Councils spending more than €1m a year fighting gorse fires
Freedom of information documents show 10 local authorities paid €6 million in five years
Birdwatch Ireland said species likely to have been worst affected by recent fires include the hen harrier and the curlew (pictured). Photograph: Richard T Mills.
A burned-out nest, damaged in a gorse fire near Bantry, Co Cork, last year. Photograph: Bantry Fire Brigade
Ten of the State’s local authorities spend more than €1 million a year tackling wildfires, according to newly released figures.
Documents obtained by Birdwatch Ireland under freedom of information show about €6.1 million was spent fighting gorse/forest/bog fires between 2010 and 2015.
Already this year, illegal wildfires have devastated vast swathes of counties Galway, Cork, Mayo, Sligo, Roscommon and Kerry.

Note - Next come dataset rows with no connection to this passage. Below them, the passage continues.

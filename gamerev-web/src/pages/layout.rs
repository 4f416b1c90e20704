use crate::Route;
use gamerev_ui::{AppLayoutView, NavBarView};
use dioxus::prelude::*;

#[component]
pub fn AppLayout() -> Element {
    let mut search_query = use_signal(String::new);

    rsx! {
        AppLayoutView {
            nav_bar: rsx! {
                NavBarView {
                    search_value: search_query(),
                    on_search_change: move |value: String| {
                        search_query.set(value);
                    },
                    on_search_submit: move |q: String| {
                        if !q.is_empty() {
                            navigator().push(Route::SearchResults { q });
                        }
                    },
                    on_home_click: move |_| {
                        navigator().push(Route::Home {});
                    },
                }
            },
            Outlet::<Route> {}
        }
    }
}
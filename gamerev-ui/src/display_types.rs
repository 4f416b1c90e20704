//! Display types for UI components
//!
//! These types hold only the fields the views need. They are built from the
//! backend's wire format by the web crate, or from fixtures in tests.

use gamerev_common::RatingSummary;

/// Full game info for the detail view
#[derive(Clone, Debug, PartialEq)]
pub struct Game {
    pub id: String,
    pub title: String,
    pub thumb_url: Option<String>,
    /// Release date as sent by the backend (ISO 8601)
    pub release_date: String,
    pub publisher: String,
    pub description: String,
    /// Reviews in backend order
    pub reviews: Vec<Review>,
}

impl Game {
    pub fn rating_summary(&self) -> RatingSummary {
        RatingSummary::from_star_points(self.reviews.iter().map(|r| r.star_point))
    }
}

/// A single user review
#[derive(Clone, Debug, PartialEq)]
pub struct Review {
    pub username: String,
    pub content: String,
    /// Expected 1-5
    pub star_point: i32,
}

/// Tile info for the search results grid
#[derive(Clone, Debug, PartialEq)]
pub struct SearchResultItem {
    pub id: String,
    pub title: String,
    pub thumb_url: Option<String>,
}
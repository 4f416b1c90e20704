//! Search results view components

mod result_tile;
mod view;

pub use result_tile::SearchResultTile;
pub use view::{SearchResultsPageView, SearchResultsView};
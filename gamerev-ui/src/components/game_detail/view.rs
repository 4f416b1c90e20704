//! Game detail view components

use super::game_banner::GameBanner;
use super::game_info::GameInfo;
use super::rating_summary::RatingSummaryView;
use super::review_list::ReviewList;
use crate::components::{ErrorDisplay, LoadingSpinner, PageContainer};
use crate::display_types::Game;
use chrono::Locale;
use dioxus::prelude::*;
use gamerev_common::ViewState;

/// Game detail page (pure, props-based)
///
/// Renders whichever branch the view state is in. Fetching is done by the caller.
#[component]
pub fn GameDetailPageView(state: ViewState<Game>, locale: Locale) -> Element {
    match state {
        ViewState::Loading => rsx! {
            LoadingSpinner {}
        },
        ViewState::Error(message) => rsx! {
            PageContainer {
                ErrorDisplay { message }
            }
        },
        ViewState::Loaded(game) => rsx! {
            GameDetailView { game, locale }
        },
    }
}

/// Loaded game layout: banner, info, rating summary and reviews
#[component]
pub fn GameDetailView(game: Game, locale: Locale) -> Element {
    let summary = game.rating_summary();

    rsx! {
        PageContainer {
            div { class: "game-detail flex flex-col gap-8", "data-testid": "game-detail",
                div { class: "game-data flex flex-col gap-6",
                    GameBanner { title: game.title.clone(), thumb_url: game.thumb_url.clone() }
                    div { class: "flex flex-col md:flex-row gap-8",
                        GameInfo {
                            title: game.title.clone(),
                            release_date: game.release_date.clone(),
                            publisher: game.publisher.clone(),
                            description: game.description.clone(),
                            locale,
                        }
                        RatingSummaryView { summary }
                    }
                }
                ReviewList { reviews: game.reviews }
            }
        }
    }
}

Birdwatch Ireland was unable to obtain figures from many local authorities, including Galway County Council. Therefore the total cost of fighting gorse fires is likely to be significantly higher than €1 million a year.

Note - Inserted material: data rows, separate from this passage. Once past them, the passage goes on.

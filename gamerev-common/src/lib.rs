//! gamerev-common - Pure view logic shared by the UI and web crates
//!
//! No I/O and no framework types: rating aggregation, star glyphs and the
//! loading/error/loaded state container.

mod rating;
mod view_state;

pub use rating::{star_glyphs, RatingBucket, RatingSummary, MAX_STARS};
pub use view_state::{FetchTicket, FinishOutcome, ViewLoader, ViewState};
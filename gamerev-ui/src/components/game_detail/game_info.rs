//! Game title, release line and description

use crate::components::utils::format_release_date;
use chrono::Locale;
use dioxus::prelude::*;

#[component]
pub fn GameInfo(
    title: String,
    release_date: String,
    publisher: String,
    description: String,
    locale: Locale,
) -> Element {
    let release = format_release_date(&release_date, locale);

    rsx! {
        div { class: "game-info flex-1",
            h1 { class: "text-3xl font-bold text-white mb-2", "{title}" }
            h4 { class: "text-gray-400 mb-4", "Release date: {release} | {publisher}" }
            p { class: "text-gray-300 whitespace-pre-line", "{description}" }
        }
    }
}
//! Search result tile - pure view with click callback

use crate::components::icons::ImageIcon;
use crate::display_types::SearchResultItem;
use dioxus::prelude::*;

/// Clickable tile showing a game's thumbnail and title.
/// Navigation is handled via on_click callback, not direct router calls.
#[component]
pub fn SearchResultTile(item: SearchResultItem, on_click: EventHandler<String>) -> Element {
    let game_id = item.id.clone();

    rsx! {
        div {
            class: "search-result-item bg-gray-800 rounded-lg overflow-hidden shadow-lg hover:shadow-xl transition-shadow cursor-pointer",
            "data-testid": "search-result",
            "data-game-id": "{item.id}",
            onclick: move |_| on_click.call(game_id.clone()),
            div { class: "aspect-square bg-gray-700 flex items-center justify-center",
                if let Some(url) = &item.thumb_url {
                    img {
                        src: "{url}",
                        alt: "{item.title}",
                        class: "search-result-image w-full h-full object-cover",
                    }
                } else {
                    ImageIcon { class: "w-12 h-12 text-gray-500" }
                }
            }
            div {
                class: "search-result-title p-3 font-bold text-white truncate",
                title: "{item.title}",
                "{item.title}"
            }
        }
    }
}
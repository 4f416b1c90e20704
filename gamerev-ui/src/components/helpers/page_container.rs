//! Page container component

use dioxus::prelude::*;

/// Standard page container with consistent padding
#[component]
pub fn PageContainer(children: Element) -> Element {
    rsx! {
        div { class: "container mx-auto p-6", {children} }
    }
}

Information from the Department of Local Government shows more than 21,000 gorse and other wildfires were tackled by the fire services across the State between 2010 and 2015.
In a statement released on Tuesday, the Minister for Agriculture and Rural Affairs said the problem was caused by illegal attempts to clear vegetation. A Garda spokeswoman said no arrests have been made in relation to the gorse fires of the past week or so.

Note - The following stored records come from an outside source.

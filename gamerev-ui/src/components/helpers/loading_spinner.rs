//! Loading spinner component

use dioxus::prelude::*;

/// Loading spinner with optional message
#[component]
pub fn LoadingSpinner(
    /// Message to display next to spinner (default: "Loading...")
    #[props(default = "Loading...".to_string())]
    message: String,
) -> Element {
    rsx! {
        div {
            class: "flex justify-center items-center py-12",
            "data-testid": "loading",
            div { class: "animate-spin rounded-full h-12 w-12 border-b-2 border-blue-500" }
            p { class: "ml-4 text-gray-300", "{message}" }
        }
    }
}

The Central Statistics Office does not have any data on the number of people who have been arrested or charged for starting illegal fires but Birdwatch Ireland said only 11 people have been successfully prosecuted since 2005. Ten received fines of between €50 an €200, and one person was fined €600.
It is illegal to burn vegetation from March 1st until August 31st. The ban is designed to encourage biodiversity by protecting bird and other wildlife habitats during nesting and breeding season. But conservationists have for many years complained about widespread burning and cutting within those dates.
Birdwatch Ireland acting head of policy Oonagh Duggan said many gorse fires are started by landowners trying to clear vegetation but it is difficult to initiate prosecutions unless they are caught red-handed.
“A lot more time and energy should be put into the investigation of when fires start and who started them,” she said.
She added that proposals contained in the Heritage Bill to allow the burning of vegetation in March were “reckless” and instead the Government should focus on encouraging controlled burning outside of the nesting season.
Gorse fires will kill wildlife unable to escape, such as chicks and eggs, frogs, lizards, hares and leverets. The impacts also include the destruction of habitat in which birds forage to feed themselves and their chicks. Birdwatch Ireland said species likely to have been most badly affected by recent fires include the hen harrier, red grouse, skylark, curlew and meadow pipit.